*Task prompt*.
In this exercise, the data must be written out exactly.

(Stored data)
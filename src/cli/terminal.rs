//! Terminal rendition of the converter's controls.

use super::ui;
use crate::core::{CatalogEntry, StatusKind, UiSurface};
use indicatif::ProgressBar;

pub struct TerminalSurface {
    amount: String,
    selection: Option<String>,
    options: Vec<CatalogEntry>,
    status: Option<String>,
    spinner: Option<ProgressBar>,
    interactive: bool,
}

impl TerminalSurface {
    /// `interactive` enables the request spinner; it is only drawn when
    /// stderr is a terminal.
    pub fn new(interactive: bool) -> Self {
        Self {
            amount: String::new(),
            selection: None,
            options: Vec::new(),
            status: None,
            spinner: None,
            interactive: interactive && console::Term::stderr().is_term(),
        }
    }

    /// Fills the amount field and selects `currency`, which may be a code
    /// or the 1-based number of a listed option.
    pub fn set_input(&mut self, amount: &str, currency: &str) {
        self.amount = amount.trim().to_string();
        let currency = currency.trim();
        self.selection = match currency.parse::<usize>() {
            Ok(n) if n >= 1 && n <= self.options.len() => Some(self.options[n - 1].code.clone()),
            _ if currency.is_empty() => None,
            _ => Some(currency.to_lowercase()),
        };
    }

    pub fn options(&self) -> &[CatalogEntry] {
        &self.options
    }

    /// Prints the selectable currencies as a table.
    pub fn print_options(&self) {
        if self.options.is_empty() {
            return;
        }
        let mut table = ui::new_styled_table();
        table.set_header(vec![
            ui::header_cell("#"),
            ui::header_cell("Code"),
            ui::header_cell("Currency"),
            ui::header_cell("Latest value"),
            ui::header_cell("Unit"),
            ui::header_cell("Date"),
        ]);
        for (i, entry) in self.options.iter().enumerate() {
            table.add_row(option_row(i + 1, entry));
        }
        println!("{table}");
    }
}

/// One table row for a listed currency. Missing catalog fields show as `-`.
fn option_row(number: usize, entry: &CatalogEntry) -> Vec<String> {
    let missing = || "-".to_string();
    vec![
        number.to_string(),
        entry.code.clone(),
        entry.display_name.clone(),
        entry
            .latest_value
            .map(|v| format!("{v:.2}"))
            .unwrap_or_else(missing),
        entry.unit.clone().unwrap_or_else(missing),
        entry
            .updated
            .map(|d| d.format("%d-%m-%Y").to_string())
            .unwrap_or_else(missing),
    ]
}

impl UiSurface for TerminalSurface {
    fn amount_input(&self) -> String {
        self.amount.clone()
    }

    fn selected_currency(&self) -> Option<String> {
        self.selection.clone()
    }

    fn append_option(&mut self, entry: CatalogEntry) {
        self.options.push(entry);
    }

    fn set_status(&mut self, text: &str, kind: StatusKind) {
        let styled = match kind {
            StatusKind::Info => ui::style_text(text, ui::StyleType::Result),
            StatusKind::Error => ui::style_text(text, ui::StyleType::Error),
        };
        println!("{styled}");
        self.status = Some(text.to_string());
    }

    fn set_busy(&mut self, busy: bool) {
        if busy && self.interactive {
            self.spinner = Some(ui::new_spinner("Contacting mindicador.cl..."));
        } else if let Some(pb) = self.spinner.take() {
            pb.finish_and_clear();
        }
    }
}

#[cfg(test)]
mod tests {
    use super::*;

    fn surface_with_options() -> TerminalSurface {
        let mut surface = TerminalSurface::new(false);
        for (code, name) in [("dolar", "Dólar observado"), ("euro", "Euro")] {
            surface.append_option(CatalogEntry {
                code: code.to_string(),
                display_name: name.to_string(),
                latest_value: None,
                unit: None,
                updated: None,
            });
        }
        surface
    }

    #[test]
    fn test_selection_by_number_or_code() {
        let mut surface = surface_with_options();

        surface.set_input(" 1000 ", "2");
        assert_eq!(surface.amount_input(), "1000");
        assert_eq!(surface.selected_currency().as_deref(), Some("euro"));

        surface.set_input("1000", "DOLAR");
        assert_eq!(surface.selected_currency().as_deref(), Some("dolar"));

        // Out-of-range numbers are kept verbatim and fail validation later.
        surface.set_input("1000", "7");
        assert_eq!(surface.selected_currency().as_deref(), Some("7"));

        surface.set_input("1000", "");
        assert!(surface.selected_currency().is_none());
    }

    #[test]
    fn test_status_is_overwritten() {
        let mut surface = TerminalSurface::new(false);
        assert!(surface.status.is_none());

        surface.set_status("first", StatusKind::Info);
        surface.set_status("second", StatusKind::Error);
        assert_eq!(surface.status.as_deref(), Some("second"));
    }

    #[test]
    fn test_option_row_shows_latest_quote() {
        let entry = CatalogEntry {
            code: "dolar".to_string(),
            display_name: "Dólar observado".to_string(),
            latest_value: Some(900.5),
            unit: Some("Pesos".to_string()),
            updated: chrono::NaiveDate::from_ymd_opt(2024, 5, 20),
        };
        assert_eq!(
            option_row(1, &entry),
            vec!["1", "dolar", "Dólar observado", "900.50", "Pesos", "20-05-2024"]
        );

        let surface = surface_with_options();
        assert_eq!(
            option_row(2, &surface.options()[1]),
            vec!["2", "euro", "Euro", "-", "-", "-"]
        );
    }
}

*Solution to this task*.
filename src/cli/terminal.rs
//! Terminal rendition of the converter's controls.

use super::ui;
use crate::core::{CatalogEntry, StatusKind, UiSurface};
use indicatif::ProgressBar;

pub struct TerminalSurface {
    amount: String,
    selection: Option<String>,
    options: Vec<CatalogEntry>,
    status: Option<String>,
    spinner: Option<ProgressBar>,
    interactive: bool,
}

impl TerminalSurface {
    /// `interactive` enables the request spinner; it is only drawn when
    /// stderr is a terminal.
    pub fn new(interactive: bool) -> Self {
        Self {
            amount: String::new(),
            selection: None,
            options: Vec::new(),
            status: None,
            spinner: None,
            interactive: interactive && console::Term::stderr().is_term(),
        }
    }

    /// Fills the amount field and selects `currency`, which may be a code
    /// or the 1-based number of a listed option.
    pub fn set_input(&mut self, amount: &str, currency: &str) {
        self.amount = amount.trim().to_string();
        let currency = currency.trim();
        self.selection = match currency.parse::<usize>() {
            Ok(n) if n >= 1 && n <= self.options.len() => Some(self.options[n - 1].code.clone()),
            _ if currency.is_empty() => None,
            _ => Some(currency.to_lowercase()),
        };
    }

    pub fn options(&self) -> &[CatalogEntry] {
        &self.options
    }

    /// Prints the selectable currencies as a table.
    pub fn print_options(&self) {
        if self.options.is_empty() {
            return;
        }
        let mut table = ui::new_styled_table();
        table.set_header(vec![
            ui::header_cell("#"),
            ui::header_cell("Code"),
            ui::header_cell("Currency"),
            ui::header_cell("Latest value"),
            ui::header_cell("Unit"),
            ui::header_cell("Date"),
        ]);
        for (i, entry) in self.options.iter().enumerate() {
            table.add_row(option_row(i + 1, entry));
        }
        println!("{table}");
    }
}

/// One table row for a listed currency. Missing catalog fields show as `-`.
fn option_row(number: usize, entry: &CatalogEntry) -> Vec<String> {
    let missing = || "-".to_string();
    vec![
        number.to_string(),
        entry.code.clone(),
        entry.display_name.clone(),
        entry
            .latest_value
            .map(|v| format!("{v:.2}"))
            .unwrap_or_else(missing),
        entry.unit.clone().unwrap_or_else(missing),
        entry
            .updated
            .map(|d| d.format("%d-%m-%Y").to_string())
            .unwrap_or_else(missing),
    ]
}

impl UiSurface for TerminalSurface {
    fn amount_input(&self) -> String {
        self.amount.clone()
    }

    fn selected_currency(&self) -> Option<String> {
        self.selection.clone()
    }

    fn append_option(&mut self, entry: CatalogEntry) {
        self.options.push(entry);
    }

    fn set_status(&mut self, text: &str, kind: StatusKind) {
        let styled = match kind {
            StatusKind::Info => ui::style_text(text, ui::StyleType::Result),
            StatusKind::Error => ui::style_text(text, ui::StyleType::Error),
        };
        println!("{styled}");
        self.status = Some(text.to_string());
    }

    fn set_busy(&mut self, busy: bool) {
        if busy && self.interactive {
            self.spinner = Some(ui::new_spinner("Contacting mindicador.cl..."));
        } else if let Some(pb) = self.spinner.take() {
            pb.finish_and_clear();
        }
    }
}

#[cfg(test)]
mod tests {
    use super::*;

    fn surface_with_options() -> TerminalSurface {
        let mut surface = TerminalSurface::new(false);
        for (code, name) in [("dolar", "Dólar observado"), ("euro", "Euro")] {
            surface.append_option(CatalogEntry {
                code: code.to_string(),
                display_name: name.to_string(),
                latest_value: None,
                unit: None,
                updated: None,
            });
        }
        surface
    }

    #[test]
    fn test_selection_by_number_or_code() {
        let mut surface = surface_with_options();

        surface.set_input(" 1000 ", "2");
        assert_eq!(surface.amount_input(), "1000");
        assert_eq!(surface.selected_currency().as_deref(), Some("euro"));

        surface.set_input("1000", "DOLAR");
        assert_eq!(surface.selected_currency().as_deref(), Some("dolar"));

        // Out-of-range numbers are kept verbatim and fail validation later.
        surface.set_input("1000", "7");
        assert_eq!(surface.selected_currency().as_deref(), Some("7"));

        surface.set_input("1000", "");
        assert!(surface.selected_currency().is_none());
    }

    #[test]
    fn test_status_is_overwritten() {
        let mut surface = TerminalSurface::new(false);
        assert!(surface.status.is_none());

        surface.set_status("first", StatusKind::Info);
        surface.set_status("second", StatusKind::Error);
        assert_eq!(surface.status.as_deref(), Some("second"));
    }

    #[test]
    fn test_option_row_shows_latest_quote() {
        let entry = CatalogEntry {
            code: "dolar".to_string(),
            display_name: "Dólar observado".to_string(),
            latest_value: Some(900.5),
            unit: Some("Pesos".to_string()),
            updated: chrono::NaiveDate::from_ymd_opt(2024, 5, 20),
        };
        assert_eq!(
            option_row(1, &entry),
            vec!["1", "dolar", "Dólar observado", "900.50", "Pesos", "20-05-2024"]
        );

        let surface = surface_with_options();
        assert_eq!(
            option_row(2, &surface.options()[1]),
            vec!["2", "euro", "Euro", "-", "-", "-"]
        );
    }
}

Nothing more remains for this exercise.